Was ich nur überhaupt nicht verstehe: In meinem Pflanzbecken/Filterbecken habe ich noch nie geschrubbt und dort ist die Folie wunderbar sauber. Wie kann das sein? Der Dreck ist doch eigentlich mehr im Filter als im Pool, der Logik nach. Naja gut, der Pool hat bei mir mehr Sonne, aber das Filterbecken kriegt auch etwas Sonne ab.
Kann mir hier jemand sagen, was da los ist?
Gruß,
Thorsten


----------



## twmemphis (28. Juli 2010)

*AW: Motor-Schrubber für Schwimmteich/Pool !*

So, habe gestern abend nochmal ordentlich geschrubbt, ist wieder alles sauber.

Ich bin übrigens noch immer dabei, mit dem Hersteller mal darüber zu sprechen, daß der MotoScrubber zum vernünftigen Preis in Deutschland bei Pool-Shops zu kaufen sein wird. Und die Chancen stehen gut, daß Preise um 500 Euro erreichbar sind, was zwar noch immer viel Geld ist, aber die Leistung entspricht sicher weit mehr dem Preis als bei den meisten anderen Geräten.
Gruß,
Thorsten


----------



## Lebensraumcoach (2. Aug. 2010)

*AW: Motor-Schrubber für Schwimmteich/Pool !*

Hallo Thorsten,

danke für deine Antwort. Wir haben die Ablagerungen nur am Boden, dort werden diese allerdings immer mehr. Trotzdem wir alle 2 Tage unseren Poolroboter fahren lassen. Es dürfte an 2 Punkten liegen: 1. an der Folie, deren Oberfläche strukturiert ist und 2. daran, dass der Naturpoolbauer den Boden extrem uneben gemacht hat und in den Mulden die Ablagerungen liegen bleiben, da der Poolsauger diese Mulden nicht reinigen kann.
Mühsam! Na, das kommt davon, wenn ein Schwimmteichbauer glaubt er könne Naturpools bauen!
Diese Woche haben wir einiges entfernt und zwar mit einer speziellen Spoilerbürste, womit wir die Wände auch mal zwischendurch reinigen. Aber das ist sehr aufwendig.

Zu deiner Frage, warum deine Flecken nur im Poolbereich sind hab ich folgende Idee: hast du die Flecken nur dort? D.h. zw. Holzdeck und Folie? Wenn ja, könnte es sein, dass die Flecken vom Holz kommen?!

Kannst du so nett sein und Fotos deines Naturpools einstellen? Mich würde sehr interessieren wie dein Pool aussieht.
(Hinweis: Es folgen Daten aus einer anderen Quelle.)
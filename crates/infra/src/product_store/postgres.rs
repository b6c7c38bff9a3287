//! Postgres-backed product store.
//!
//! Each product is one row: a UUID primary key plus a JSONB document holding
//! the client-supplied fields. Partial updates use the JSONB `||` operator,
//! which is a top-level merge where the right-hand side wins.
//!
//! ## Error Mapping
//!
//! | SQLx Error | StoreError |
//! |------------|------------|
//! | Database (any code) | `Database` |
//! | PoolClosed / PoolTimedOut | `Unavailable` |
//! | ColumnDecode / Decode | `Serialization` |
//! | Other (IO, TLS, protocol) | `Database` |

use sqlx::postgres::{PgPool, PgPoolOptions, PgRow};
use sqlx::types::Json;
use sqlx::Row;
use tracing::instrument;
use uuid::Uuid;

use productstore_core::{Product, ProductFields, ProductId, ID_FIELD};

use super::r#trait::{parse_id, ProductStore, StoreError};

const CREATE_TABLE: &str = r#"
    CREATE TABLE IF NOT EXISTS products (
        id       UUID PRIMARY KEY,
        document JSONB NOT NULL DEFAULT '{}'::jsonb
    )
"#;

/// Postgres-backed product store.
///
/// ## Atomicity
///
/// Find-and-delete and find-and-update are single statements
/// (`DELETE … RETURNING`, `UPDATE … RETURNING`), so each is atomic per row.
#[derive(Debug, Clone)]
pub struct PostgresProductStore {
    pool: PgPool,
}

impl PostgresProductStore {
    /// Create a new store over an existing connection pool.
    pub fn new(pool: PgPool) -> Self {
        Self { pool }
    }

    /// Create a store whose pool connects on first use.
    ///
    /// Fails only if `database_url` cannot be parsed.
    pub fn connect_lazy(database_url: &str) -> Result<Self, StoreError> {
        let pool = PgPoolOptions::new()
            .connect_lazy(database_url)
            .map_err(|e| map_sqlx_error("connect", e))?;
        Ok(Self::new(pool))
    }

    /// Create the `products` table if it does not exist.
    #[instrument(skip(self), err)]
    pub async fn ensure_schema(&self) -> Result<(), StoreError> {
        sqlx::query(CREATE_TABLE)
            .execute(&self.pool)
            .await
            .map_err(|e| map_sqlx_error("ensure_schema", e))?;
        Ok(())
    }
}

#[async_trait::async_trait]
impl ProductStore for PostgresProductStore {
    #[instrument(skip(self, fields), err)]
    async fn create(&self, fields: ProductFields) -> Result<Product, StoreError> {
        let product = Product::create(fields);

        let row = sqlx::query(
            r#"
            INSERT INTO products (id, document)
            VALUES ($1, $2)
            RETURNING id, document
            "#,
        )
        .bind(product.id().as_uuid())
        .bind(Json(product.fields()))
        .fetch_one(&self.pool)
        .await
        .map_err(|e| map_sqlx_error("create", e))?;

        product_from_row(&row)
    }

    #[instrument(skip(self), err)]
    async fn find_by_id(&self, id: &str) -> Result<Option<Product>, StoreError> {
        let id = parse_id(id)?;

        let row = sqlx::query("SELECT id, document FROM products WHERE id = $1")
            .bind(id.as_uuid())
            .fetch_optional(&self.pool)
            .await
            .map_err(|e| map_sqlx_error("find_by_id", e))?;

        row.as_ref().map(product_from_row).transpose()
    }

    #[instrument(skip(self), err)]
    async fn find_by_id_and_delete(&self, id: &str) -> Result<Option<Product>, StoreError> {
        let id = parse_id(id)?;

        let row = sqlx::query("DELETE FROM products WHERE id = $1 RETURNING id, document")
            .bind(id.as_uuid())
            .fetch_optional(&self.pool)
            .await
            .map_err(|e| map_sqlx_error("find_by_id_and_delete", e))?;

        row.as_ref().map(product_from_row).transpose()
    }

    #[instrument(skip(self, fields), err)]
    async fn find_by_id_and_update(
        &self,
        id: &str,
        mut fields: ProductFields,
    ) -> Result<Option<Product>, StoreError> {
        let id = parse_id(id)?;
        fields.remove(ID_FIELD);

        let row = sqlx::query(
            r#"
            UPDATE products
            SET document = document || $2
            WHERE id = $1
            RETURNING id, document
            "#,
        )
        .bind(id.as_uuid())
        .bind(Json(&fields))
        .fetch_optional(&self.pool)
        .await
        .map_err(|e| map_sqlx_error("find_by_id_and_update", e))?;

        row.as_ref().map(product_from_row).transpose()
    }
}

fn product_from_row(row: &PgRow) -> Result<Product, StoreError> {
    let id: Uuid = row
        .try_get("id")
        .map_err(|e| StoreError::Serialization(format!("failed to read id: {e}")))?;
    let Json(fields): Json<ProductFields> = row
        .try_get("document")
        .map_err(|e| StoreError::Serialization(format!("failed to read document: {e}")))?;

    Ok(Product::new(ProductId::from_uuid(id), fields))
}

fn map_sqlx_error(operation: &'static str, err: sqlx::Error) -> StoreError {
    match err {
        sqlx::Error::Database(db_err) => StoreError::Database {
            operation,
            message: db_err.message().to_string(),
        },
        sqlx::Error::PoolClosed => {
            StoreError::Unavailable(format!("connection pool closed in {operation}"))
        }
        sqlx::Error::PoolTimedOut => {
            StoreError::Unavailable(format!("timed out acquiring a connection in {operation}"))
        }
        sqlx::Error::ColumnDecode { .. } | sqlx::Error::Decode(_) => {
            StoreError::Serialization(format!("{operation}: {err}"))
        }
        other => StoreError::Database {
            operation,
            message: other.to_string(),
        },
    }
}
//! Infrastructure layer: product document storage.

pub mod product_store;

pub use product_store::{InMemoryProductStore, PostgresProductStore, ProductStore, StoreError};
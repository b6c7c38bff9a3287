//! Product document store boundary.
//!
//! Handlers only see the `ProductStore` trait; the concrete backend is chosen
//! at startup and injected into the router.

pub mod in_memory;
pub mod postgres;
pub mod r#trait;

pub use in_memory::InMemoryProductStore;
pub use postgres::PostgresProductStore;
pub use r#trait::{parse_id, ProductStore, StoreError};
//! App Shell core - host-side bootstrap for an embedded application module
//!
//! This crate contains the boundary logic with zero desktop dependencies:
//! it loads a persisted settings record, hands the application module its
//! one-time init payload (viewport, locales, selected language), and
//! services the module's outbound port, persisting `saveSettings` payloads.
//! Storage and host facts are injected, so embedders and tests choose the
//! implementations.

pub mod flags;
pub mod host;
pub mod port;
pub mod settings;
pub mod shell;
pub mod storage;

pub use flags::{Flags, Languages, Viewport};
pub use host::{FixedHost, Host};
pub use port::{OutboundEvent, PortSender, SAVE_SETTINGS};
pub use settings::{CorruptPolicy, SettingsRecord, SettingsStore};
pub use shell::{AppModule, RunningShell, Shell, ShellError};
pub use storage::{FileStore, MemoryStore, StorageBackend};

/// Returns the crate version.
pub fn version() -> &'static str {
    env!("CARGO_PKG_VERSION")
}
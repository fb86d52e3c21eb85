//! The bootstrap: load settings, build flags, start the module, service
//! its port.

use std::sync::mpsc::{Receiver, TryRecvError};

use thiserror::Error;

use crate::flags::Flags;
use crate::host::Host;
use crate::port::{outbound_channel, OutboundEvent, PortSender, SAVE_SETTINGS};
use crate::settings::{SettingsError, SettingsStore};
use crate::storage::StorageBackend;

/// Errors that can occur while booting or running the shell.
#[derive(Error, Debug)]
pub enum ShellError {
    #[error("Settings error: {0}")]
    Settings(#[from] SettingsError),
}

/// Result type for shell operations.
pub type ShellResult<T> = Result<T, ShellError>;

/// An application module the shell can start.
///
/// Opaque to the shell: `init` receives the one-time payload and the
/// module's outbound port, and whatever happens inside stays inside.
/// Any `FnOnce(Flags, PortSender)` qualifies.
pub trait AppModule {
    /// One-time startup. The module keeps the sender for later emissions;
    /// dropping every clone of it ends the shell's event loop.
    fn init(self, flags: Flags, port: PortSender);
}

impl<F: FnOnce(Flags, PortSender)> AppModule for F {
    fn init(self, flags: Flags, port: PortSender) {
        self(flags, port)
    }
}

/// The boundary component: settings store on one side, host on the other,
/// application module in the middle.
///
/// # Example
///
/// ```
/// use shell_core::port::{PortSender, SAVE_SETTINGS};
/// use shell_core::settings::SettingsStore;
/// use shell_core::host::FixedHost;
/// use shell_core::flags::{Flags, Viewport};
/// use shell_core::storage::MemoryStore;
/// use shell_core::shell::Shell;
///
/// let host = FixedHost::new(Viewport::new(1000, 600), vec!["en-US".into()]);
/// let shell = Shell::new(SettingsStore::new(MemoryStore::new()), host);
///
/// let running = shell
///     .boot(|flags: Flags, port: PortSender| {
///         assert_eq!(flags.languages.selected, None);
///         let _ = port.emit(SAVE_SETTINGS, serde_json::json!({ "language": "de" }));
///     })
///     .unwrap();
/// running.run().unwrap();
/// ```
#[derive(Debug)]
pub struct Shell<B, H> {
    store: SettingsStore<B>,
    host: H,
}

impl<B: StorageBackend, H: Host> Shell<B, H> {
    pub fn new(store: SettingsStore<B>, host: H) -> Self {
        Self { store, host }
    }

    /// Start the application module.
    ///
    /// Loads the persisted record, assembles the init payload, and hands
    /// both payload and port to the module. The returned [`RunningShell`]
    /// owns the receiving end; call [`RunningShell::run`] or
    /// [`RunningShell::pump`] to service it.
    pub fn boot<M: AppModule>(self, module: M) -> ShellResult<RunningShell<B>> {
        let record = self.store.load()?;
        let flags = Flags::gather(&self.host, &record);

        tracing::info!(
            width = flags.viewport.width,
            height = flags.viewport.height,
            locales = flags.languages.default.len(),
            selected = flags.languages.selected.as_deref().unwrap_or("-"),
            "starting application module"
        );

        let (port, events) = outbound_channel();
        module.init(flags, port);

        Ok(RunningShell {
            store: self.store,
            events,
        })
    }
}

/// A booted shell servicing the application module's outbound port.
#[derive(Debug)]
pub struct RunningShell<B> {
    store: SettingsStore<B>,
    events: Receiver<OutboundEvent>,
}

impl<B: StorageBackend> RunningShell<B> {
    /// Service the port until the module drops its last sender.
    ///
    /// Events are handled strictly in delivery order. A persistence
    /// failure ends the loop with the underlying error; unhandled tags
    /// never do.
    pub fn run(self) -> ShellResult<()> {
        while let Ok(event) = self.events.recv() {
            self.handle(event)?;
        }

        tracing::debug!("outbound port closed, shell loop done");
        Ok(())
    }

    /// Service only the events already queued, then return.
    ///
    /// For embedders that drive the shell from their own event loop.
    pub fn pump(&mut self) -> ShellResult<()> {
        loop {
            match self.events.try_recv() {
                Ok(event) => self.handle(event)?,
                Err(TryRecvError::Empty) | Err(TryRecvError::Disconnected) => return Ok(()),
            }
        }
    }

    fn handle(&self, event: OutboundEvent) -> ShellResult<()> {
        match event.msg.as_str() {
            SAVE_SETTINGS => {
                if let Err(e) = self.store.persist(&event.value) {
                    tracing::error!("Failed to persist settings: {}", e);
                    return Err(e.into());
                }
                Ok(())
            }
            other => {
                // Single-arm dispatch: every other tag falls through
                tracing::trace!(msg = other, "ignoring outbound event");
                Ok(())
            }
        }
    }
}
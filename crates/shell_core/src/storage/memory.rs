//! In-memory storage for tests and non-durable embedders.

use std::collections::HashMap;
use std::sync::Arc;

use parking_lot::Mutex;

use super::{validate_key, StorageBackend, StorageResult};

/// A storage backend that keeps everything in a process-local map.
///
/// Nothing survives a process restart. Clones share the same map, so a
/// test can keep one handle and give another to the shell, then inspect
/// what got written.
#[derive(Debug, Clone, Default)]
pub struct MemoryStore {
    entries: Arc<Mutex<HashMap<String, String>>>,
}

impl MemoryStore {
    pub fn new() -> Self {
        Self::default()
    }

    /// Number of keys currently stored.
    pub fn len(&self) -> usize {
        self.entries.lock().len()
    }

    pub fn is_empty(&self) -> bool {
        self.entries.lock().is_empty()
    }
}

impl StorageBackend for MemoryStore {
    fn read(&self, key: &str) -> StorageResult<Option<String>> {
        validate_key(key)?;
        Ok(self.entries.lock().get(key).cloned())
    }

    fn write(&self, key: &str, contents: &str) -> StorageResult<()> {
        validate_key(key)?;
        self.entries
            .lock()
            .insert(key.to_string(), contents.to_string());
        Ok(())
    }
}

#[cfg(test)]
mod tests {
    use super::*;

    #[test]
    fn starts_empty() {
        let store = MemoryStore::new();
        assert!(store.is_empty());
        assert!(store.read("settings").unwrap().is_none());
    }

    #[test]
    fn write_then_read() {
        let store = MemoryStore::new();
        store.write("settings", r#"{"language":"de"}"#).unwrap();

        assert_eq!(store.len(), 1);
        assert_eq!(
            store.read("settings").unwrap().as_deref(),
            Some(r#"{"language":"de"}"#)
        );
    }

    #[test]
    fn clones_share_the_map() {
        let store = MemoryStore::new();
        let handle = store.clone();

        store.write("settings", "{}").unwrap();
        assert_eq!(handle.read("settings").unwrap().as_deref(), Some("{}"));
    }
}
//! The persisted settings record.

use serde_json::{Map, Value};

/// An open-ended settings record, persisted verbatim.
///
/// The record is whatever JSON the application last asked to save. The
/// shell itself only ever reads one field, `language`, when assembling the
/// init payload; everything else passes through untouched so the
/// application can evolve its settings shape without shell changes.
#[derive(Debug, Clone, PartialEq)]
pub struct SettingsRecord {
    value: Value,
}

impl SettingsRecord {
    /// The empty record: a JSON object with no fields.
    pub fn empty() -> Self {
        Self {
            value: Value::Object(Map::new()),
        }
    }

    /// Selected language, if the record is an object carrying a string
    /// `language` field.
    ///
    /// A record holding a non-object value (array, number, string) is not
    /// an error; it simply has no language.
    pub fn language(&self) -> Option<&str> {
        self.value.get("language")?.as_str()
    }

    /// The raw persisted value.
    pub fn as_value(&self) -> &Value {
        &self.value
    }

    /// True for a record with no fields (or a non-object value).
    pub fn is_empty(&self) -> bool {
        match &self.value {
            Value::Object(map) => map.is_empty(),
            _ => false,
        }
    }
}

impl Default for SettingsRecord {
    fn default() -> Self {
        Self::empty()
    }
}

impl From<Value> for SettingsRecord {
    fn from(value: Value) -> Self {
        Self { value }
    }
}
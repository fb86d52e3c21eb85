//! Outbound event port.
//!
//! The application module talks back to the host through exactly one
//! channel. Events are tag + payload; the shell only ever acts on the
//! [`SAVE_SETTINGS`] tag and drops the rest.

use std::sync::mpsc::{self, Receiver, Sender};

use serde::{Deserialize, Serialize};
use serde_json::Value;
use thiserror::Error;

/// Event tag requesting that the payload be persisted as the new settings
/// record.
pub const SAVE_SETTINGS: &str = "saveSettings";

/// A message emitted by the application module toward the host.
#[derive(Debug, Clone, PartialEq, Serialize, Deserialize)]
pub struct OutboundEvent {
    /// Tag naming the requested effect.
    pub msg: String,

    /// Arbitrary JSON payload, interpreted per tag.
    pub value: Value,
}

impl OutboundEvent {
    pub fn new(msg: impl Into<String>, value: Value) -> Self {
        Self {
            msg: msg.into(),
            value,
        }
    }

    /// Shorthand for a `saveSettings` event.
    pub fn save_settings(value: Value) -> Self {
        Self::new(SAVE_SETTINGS, value)
    }
}

/// The shell stopped listening (it was dropped or its loop ended).
#[derive(Error, Debug, Clone, Copy, PartialEq, Eq)]
#[error("Outbound port is closed")]
pub struct ClosedPort;

/// The application module's half of the port.
///
/// Clonable, so a module may hand copies to worker threads; delivery stays
/// in whatever order the channel observes the sends.
#[derive(Debug, Clone)]
pub struct PortSender {
    tx: Sender<OutboundEvent>,
}

impl PortSender {
    /// Send an event toward the shell.
    pub fn send(&self, event: OutboundEvent) -> Result<(), ClosedPort> {
        self.tx.send(event).map_err(|_| ClosedPort)
    }

    /// Build and send an event in one step.
    pub fn emit(&self, msg: impl Into<String>, value: Value) -> Result<(), ClosedPort> {
        self.send(OutboundEvent::new(msg, value))
    }
}

/// Create the port pair: the sender goes to the application module, the
/// receiver stays with the shell.
pub(crate) fn outbound_channel() -> (PortSender, Receiver<OutboundEvent>) {
    let (tx, rx) = mpsc::channel();
    (PortSender { tx }, rx)
}

#[cfg(test)]
mod tests {
    use super::*;
    use serde_json::json;

    #[test]
    fn events_arrive_in_send_order() {
        let (port, rx) = outbound_channel();

        port.emit("first", json!(1)).unwrap();
        port.emit("second", json!(2)).unwrap();

        assert_eq!(rx.recv().unwrap().msg, "first");
        assert_eq!(rx.recv().unwrap().msg, "second");
    }

    #[test]
    fn send_after_shell_is_gone_reports_closed() {
        let (port, rx) = outbound_channel();
        drop(rx);

        assert_eq!(
            port.send(OutboundEvent::save_settings(json!({}))),
            Err(ClosedPort)
        );
    }

    #[test]
    fn event_wire_shape() {
        let event = OutboundEvent::save_settings(json!({ "language": "de" }));
        let wire = serde_json::to_value(&event).unwrap();

        assert_eq!(wire["msg"], json!("saveSettings"));
        assert_eq!(wire["value"]["language"], json!("de"));
    }
}
//! Tracing setup for desktop embedders.

use tracing_subscriber::{layer::SubscriberExt, util::SubscriberInitExt, EnvFilter};

/// Initialize global tracing for the process.
///
/// Respects `RUST_LOG`, falling back to the given default level, and
/// writes to stderr. Call once at startup, before booting the shell.
pub fn init_tracing(default_level: tracing::Level) {
    tracing_subscriber::registry()
        .with(EnvFilter::from_default_env().add_directive(default_level.into()))
        .with(tracing_subscriber::fmt::layer())
        .init();
}
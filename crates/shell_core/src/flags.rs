//! The one-time init payload handed to the application module.

use serde::{Deserialize, Serialize};

use crate::host::Host;
use crate::settings::SettingsRecord;

/// Current viewport dimensions, as reported by the host.
#[derive(Debug, Clone, Copy, PartialEq, Eq, Serialize, Deserialize)]
pub struct Viewport {
    pub width: u32,
    pub height: u32,
}

impl Viewport {
    pub fn new(width: u32, height: u32) -> Self {
        Self { width, height }
    }
}

/// Language preferences: the host's ordered locale list plus whatever the
/// user last selected, if anything was persisted.
#[derive(Debug, Clone, PartialEq, Eq, Serialize, Deserialize)]
pub struct Languages {
    /// Host-reported locales, most preferred first.
    pub default: Vec<String>,

    /// Persisted selection, absent on first run.
    #[serde(default, skip_serializing_if = "Option::is_none")]
    pub selected: Option<String>,
}

/// Everything the application module receives at startup.
#[derive(Debug, Clone, PartialEq, Eq, Serialize, Deserialize)]
pub struct Flags {
    pub viewport: Viewport,
    pub languages: Languages,
}

impl Flags {
    /// Assemble the payload from the host and the persisted record.
    pub fn gather(host: &impl Host, record: &SettingsRecord) -> Self {
        Self {
            viewport: host.viewport(),
            languages: Languages {
                default: host.locales(),
                selected: record.language().map(str::to_string),
            },
        }
    }
}
//! Per-user storage locations.

use std::path::PathBuf;

use directories::ProjectDirs;

use shell_core::storage::FileStore;

/// Per-user configuration directory for the shell's persisted records.
///
/// `None` when the platform offers no home directory to resolve against.
pub fn settings_dir() -> Option<PathBuf> {
    ProjectDirs::from("io.github", "appshell", "appshell")
        .map(|dirs| dirs.config_dir().to_path_buf())
}

/// A file store rooted at the per-user configuration directory.
pub fn file_store() -> Option<FileStore> {
    settings_dir().map(FileStore::new)
}

#[cfg(test)]
mod tests {
    use super::*;

    #[test]
    fn settings_dir_is_app_scoped() {
        if let Some(dir) = settings_dir() {
            assert!(dir.to_string_lossy().contains("appshell"));
        }
    }
}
Hast du das Pool bauen lassen oder selbst errichtet?

LG
Lebensraumcoach


----------



## Landrea (27. Aug. 2010)

*AW: Motor-Schrubber für Schwimmteich/Pool !*

Hallo,

nach längeren durchstöbern werde ich mich jetzt hier auch mal absetzen und einen Beitrag erstellen.
Ich verfolge das Thema Naturpool seit kurzem ausführlich, da wir uns vorraussichtlich noch dieses Jahr einen solchen in unseren kleinen Garten errichten möchten. Einen Pool deshalb, da wir für einen Schwimmteich leider zu wenig platz haben. Leider ist es sehr schwierig die jeweiligen Poolbauer zu differenzieren bzw. sich überhaupt ein Bild zu dem ganzen "Teich/Pool-Thema" zu machen. In den Foren liest man ja meistens was anderes als man von den Anbietern zu hören bekommt, wobei man ja im Internet auch nicht alles glauben kann.
Stimmt es, dass wenn die Anlage "gut" gebaut ist, dass man einen Roboter nicht wirklich benötigt, da es kaum zu einer Algenbildung kommt. Macht es also einen Sinn einen solchen gleich mitzukalkulieren oder kommen solche Ablagerungen erst in den zukünftigen Jahren?, sodass man sich diesen erstmal ersparen kann??

Bitte um Hilfe und Verständnis falls ich manches falsch sehe,
Landrea


----------



## heiko_243 (27. Aug. 2010)

*AW: Motor-Schrubber für Schwimmteich/Pool !*

Hallo Landrea,

wieviel Fläche steht denn zur Verfügung? Wird mehr eine Badegelegenheit gesucht oder soll man schon richtig schwimmen können? Kleine Schwimmteiche gehen durchaus auch bei 30-40m² Fläche und auch an recht schwierigen Standorten (bei uns z.B. zwischen Grenzzaun und Hauswand eingeklemmt).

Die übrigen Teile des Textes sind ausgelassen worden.